Merve Emre is a Turkish-American author, academic, and literary critic. She is the author of nonfiction books Paraliterary: The Making of Bad Readers in Postwar America (2017) and The Personality Brokers: The Strange History of Myers-Briggs and the Birth of Personality Testing (2018), and has published essays and articles in The Atlantic, Harper's Magazine, The New York Times Magazine, and other publications.

Formerly a professor at McGill and Oxford, she moved to Wesleyan University in 2023.

== Early life ==
Emre was born in Adana, Turkey. She graduated in 2003 from Paul D. Schreiber Senior High School in Port Washington, New York.

== Career ==
After graduating in 2007 from Harvard, where she concentrated in government, Emre worked for six months as an assistant marketing consultant at Bain & Company. Emre says that she was a "terrible consultant" and spent most of her time at Bain studying for the literature Graduate Record Examinations under her desk. However, Chris Bierly, her mentor at Bain, called her "other-level intelligent" and said "Of all the people I've recruited to Bain in the 30 years, and this is in the thousands, she is one of the brightest". It was at Bain that Emre first took the Myers–Briggs Type Indicator, which would later be the subject of her second work of nonfiction, The Personality Brokers.

Emre earned her PhD in English literature from Yale University and thereafter joined the English department faculty at McGill University in Montreal, Canada. In 2018, she was appointed an associate professor of American literature at Oxford University.

In 2023, Emre was named the Shapiro-Silverberg University Professor of Creative Writing and Criticism at Wesleyan University as well as director of the school's Shapiro Center for Creative Writing and Criticism.

== Works ==
Emre has written extensively about the pseudonymous writer Elena Ferrante, including a lengthy essay on Ferrante's collaboration with HBO on the television series My Brilliant Friend, based on Ferrante's Neapolitan Novels. Ferrante, a famously private author who uses an alias, agreed to field questions for Emre's essay on the HBO series, resulting in a two-month correspondence between the two. She has argued against the position taken by other writers and critics, including Alexander Chee, that Ferrante's identity is irrelevant to her work; Emre contends that it is "precisely [Ferrante's] refusal of the biographical, and her subsequent representation of that refusal, that has lodged the biographical ever deeper into the heart of what she writes."

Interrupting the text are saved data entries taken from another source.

//! Operation inputs and their JSON parsing.
//!
//! Inputs are built once per request and never mutated afterwards. Parsing
//! validates the shared fields first (electronic flag, operator) and the
//! variant-specific ones second; the first invalid field aborts with
//! "Required valid property '<path>'" before any driver call.

use crate::kkm::config::{KkmConfig, MIN_CASH_IN_OUT, MIN_PRICE, MIN_QUANTITY};
use crate::kkm::error::{KkmError, Result};
use crate::kkm::types::{MeasurementUnit, PaymentType, Tax};
use serde_json::{Map, Value};

// ---------------------------------------------------------------------------
// JSON access helpers
// ---------------------------------------------------------------------------

static EMPTY: std::sync::OnceLock<Map<String, Value>> = std::sync::OnceLock::new();

/// A JSON object plus its property path, for error messages.
struct Scope<'a> {
    json: &'a Map<String, Value>,
    path: Option<String>,
}

impl<'a> Scope<'a> {
    fn root(value: &'a Value) -> Result<Self> {
        let json = match value {
            Value::Object(map) => map,
            Value::Null => EMPTY.get_or_init(Map::new),
            _ => {
                return Err(KkmError::Validation(
                    "Request details must be a JSON object".into(),
                ))
            }
        };
        Ok(Self { json, path: None })
    }

    fn invalid(&self, key: &str) -> KkmError {
        match &self.path {
            Some(parent) => KkmError::requires_property2(parent, key),
            None => KkmError::requires_property(key),
        }
    }

    fn child_path(&self, key: &str) -> String {
        match &self.path {
            Some(parent) => format!("{parent}.{key}"),
            None => key.to_string(),
        }
    }

    fn get(&self, key: &str) -> Option<&'a Value> {
        self.json.get(key).filter(|v| !v.is_null())
    }

    fn flag(&self, key: &str) -> Result<bool> {
        match self.get(key) {
            None => Ok(false),
            Some(Value::Bool(b)) => Ok(*b),
            Some(_) => Err(self.invalid(key)),
        }
    }

    /// String of `min..=max` characters, optionally trimmed first.
    fn text(&self, key: &str, min: usize, max: usize, trim: bool) -> Result<Option<String>> {
        let Some(value) = self.get(key) else {
            return Ok(None);
        };
        let raw = value.as_str().ok_or_else(|| self.invalid(key))?;
        let s = if trim { raw.trim() } else { raw };
        let len = s.chars().count();
        if len < min || len > max {
            return Err(self.invalid(key));
        }
        Ok(Some(s.to_string()))
    }

    /// Optional string of at most `max` characters; absent reads as empty.
    fn short_text(&self, key: &str, max: usize) -> Result<String> {
        Ok(self.text(key, 0, max, false)?.unwrap_or_default())
    }

    fn number(&self, key: &str, min: f64, max: f64) -> Result<Option<f64>> {
        let Some(value) = self.get(key) else {
            return Ok(None);
        };
        let n = value.as_f64().ok_or_else(|| self.invalid(key))?;
        if n < min || n > max {
            return Err(self.invalid(key));
        }
        Ok(Some(n))
    }

    /// Enum value given by name or numeric code.
    fn choice<T>(&self, key: &str, parse: fn(&str) -> Option<T>) -> Result<Option<T>> {
        let Some(value) = self.get(key) else {
            return Ok(None);
        };
        let parsed = match value {
            Value::String(s) => parse(s),
            Value::Number(n) => parse(&n.to_string()),
            _ => None,
        };
        parsed.map(Some).ok_or_else(|| self.invalid(key))
    }

    fn object(&self, key: &str) -> Result<Option<Scope<'a>>> {
        match self.get(key) {
            None => Ok(None),
            Some(Value::Object(map)) => Ok(Some(Scope {
                json: map,
                path: Some(self.child_path(key)),
            })),
            Some(_) => Err(self.invalid(key)),
        }
    }

    fn array(&self, key: &str) -> Option<&'a Vec<Value>> {
        self.get(key).and_then(Value::as_array)
    }
}

fn element<'a>(value: &'a Value, path: String) -> Result<Scope<'a>> {
    match value {
        Value::Object(map) => Ok(Scope {
            json: map,
            path: Some(path),
        }),
        _ => Err(KkmError::requires_property(&path)),
    }
}

// ---------------------------------------------------------------------------
// Printable text
// ---------------------------------------------------------------------------

/// One block of free text with its layout flags.
#[derive(Debug, Clone, PartialEq, Eq)]
pub struct PrintableText {
    pub content: String,
    pub margin_outer: u32,
    pub margin_inner: u32,
    pub center: bool,
    pub magnified: bool,
    pub separated: bool,
}

impl Default for PrintableText {
    fn default() -> Self {
        Self {
            content: String::new(),
            margin_outer: 0,
            margin_inner: 1,
            center: false,
            magnified: false,
            separated: false,
        }
    }
}

impl PrintableText {
    pub fn new(content: impl Into<String>, center: bool, magnified: bool, separated: bool) -> Self {
        Self {
            content: content.into(),
            center,
            magnified,
            separated,
            ..Self::default()
        }
    }

    /// A bare separator line.
    pub fn separator() -> Self {
        Self {
            margin_inner: 0,
            separated: true,
            ..Self::default()
        }
    }

    pub fn is_set(&self) -> bool {
        !self.content.is_empty()
    }

    fn parse(scope: &Scope<'_>) -> Result<Self> {
        Ok(Self {
            content: scope.text("content", 0, usize::MAX, false)?.unwrap_or_default(),
            center: scope.flag("center")?,
            magnified: scope.flag("magnified")?,
            separated: scope.flag("separated")?,
            ..Self::default()
        })
    }
}

// ---------------------------------------------------------------------------
// Details hierarchy
// ---------------------------------------------------------------------------

#[derive(Debug, Clone, Default, PartialEq)]
pub struct Details {
    /// Send the document electronically instead of printing it.
    pub electronically: bool,
}

impl Details {
    pub fn from_json(value: &Value) -> Result<Self> {
        Self::parse(&Scope::root(value)?)
    }

    fn parse(scope: &Scope<'_>) -> Result<Self> {
        Ok(Self {
            electronically: scope.flag("electronically")?,
        })
    }
}

#[derive(Debug, Clone, Default, PartialEq)]
pub struct OperatorDetails {
    pub base: Details,
    pub name: String,
    pub inn: String,
}

impl OperatorDetails {
    pub fn new(name: impl Into<String>, inn: impl Into<String>) -> Self {
        Self {
            base: Details::default(),
            name: name.into(),
            inn: inn.into(),
        }
    }

    pub fn from_json(value: &Value) -> Result<Self> {
        Self::parse(&Scope::root(value)?)
    }

    fn parse(scope: &Scope<'_>) -> Result<Self> {
        let base = Details::parse(scope)?;
        let operator = scope
            .object("operator")?
            .ok_or_else(|| KkmError::requires_property("operator"))?;
        let name = operator
            .text("name", 1, 64, true)?
            .ok_or_else(|| operator.invalid("name"))?;
        let inn = operator.short_text("inn", 12)?;
        Ok(Self { base, name, inn })
    }
}

#[derive(Debug, Clone, PartialEq)]
pub struct CashDetails {
    pub operator: OperatorDetails,
    pub cash_sum: f64,
}

impl CashDetails {
    pub fn from_json(value: &Value, config: &KkmConfig) -> Result<Self> {
        let scope = Scope::root(value)?;
        let operator = OperatorDetails::parse(&scope)?;
        let cash_sum = scope
            .number("cashSum", MIN_CASH_IN_OUT, config.max_cash_in_out)?
            .ok_or_else(|| KkmError::requires_property("cashSum"))?;
        Ok(Self { operator, cash_sum })
    }
}

#[derive(Debug, Clone, PartialEq)]
pub struct CloseDetails {
    pub operator: OperatorDetails,
    pub close_shift: bool,
    pub cash_out: bool,
}

impl CloseDetails {
    pub fn new(operator: OperatorDetails, close_shift: bool, cash_out: bool) -> Self {
        Self {
            operator,
            close_shift,
            cash_out,
        }
    }

    pub fn from_json(value: &Value) -> Result<Self> {
        let scope = Scope::root(value)?;
        Ok(Self {
            operator: OperatorDetails::parse(&scope)?,
            close_shift: scope.flag("closeShift")?,
            cash_out: scope.flag("cashOut")?,
        })
    }
}

// ---------------------------------------------------------------------------
// Receipt
// ---------------------------------------------------------------------------

/// One receipt line. Construction fails as a whole on any invalid field.
#[derive(Debug, Clone, PartialEq)]
pub struct ReceiptLineItem {
    pub name: String,
    pub price: f64,
    pub quantity: f64,
    pub unit: MeasurementUnit,
    pub tax: Tax,
}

Emre's literary criticism focuses principally on "form and style", which she contends is missing from much of today's criticism. "I continue to be surprised by how few critics actually engage with the text itself, how so much of the criticism is just a projection of people's feelings and a little bit of hand waving at plot and theme", Emre has said.

In 2017, Emre published Paraliterary: The Making of Bad Readers in Postwar America (The University of Chicago Press). The Los Angeles Review of Books said that Paraliterary is about "bad readers", and "is appropriately conscious that throughout the 20th century, a disproportionate number of readers labeled bad were female." Emre published The Personality Brokers (Penguin Random House) a year later; it is a historical and biographical account of Katharine Briggs and Isabel Briggs Myers' invention of the Myers–Briggs Type Indicator (MBTI). She is finishing a book titled Post-Discipline, and is reportedly working on a book to be titled The Female Cool, about "cold, cruel, unsentimental, unempathetic women writers and artists."

== Reception ==
The Personality Brokers generally received favorable reviews. The New York Times called the work "inventive and beguiling". The Wall Street Journal called it a "riveting" book to which Emre brought "the skills of a detective, cultural critic, historian, scientist and biographer". The Personality Brokers was listed in the New York Times Critics' Top Books of 2018 and named one of The Economist's "books of the year" for 2018.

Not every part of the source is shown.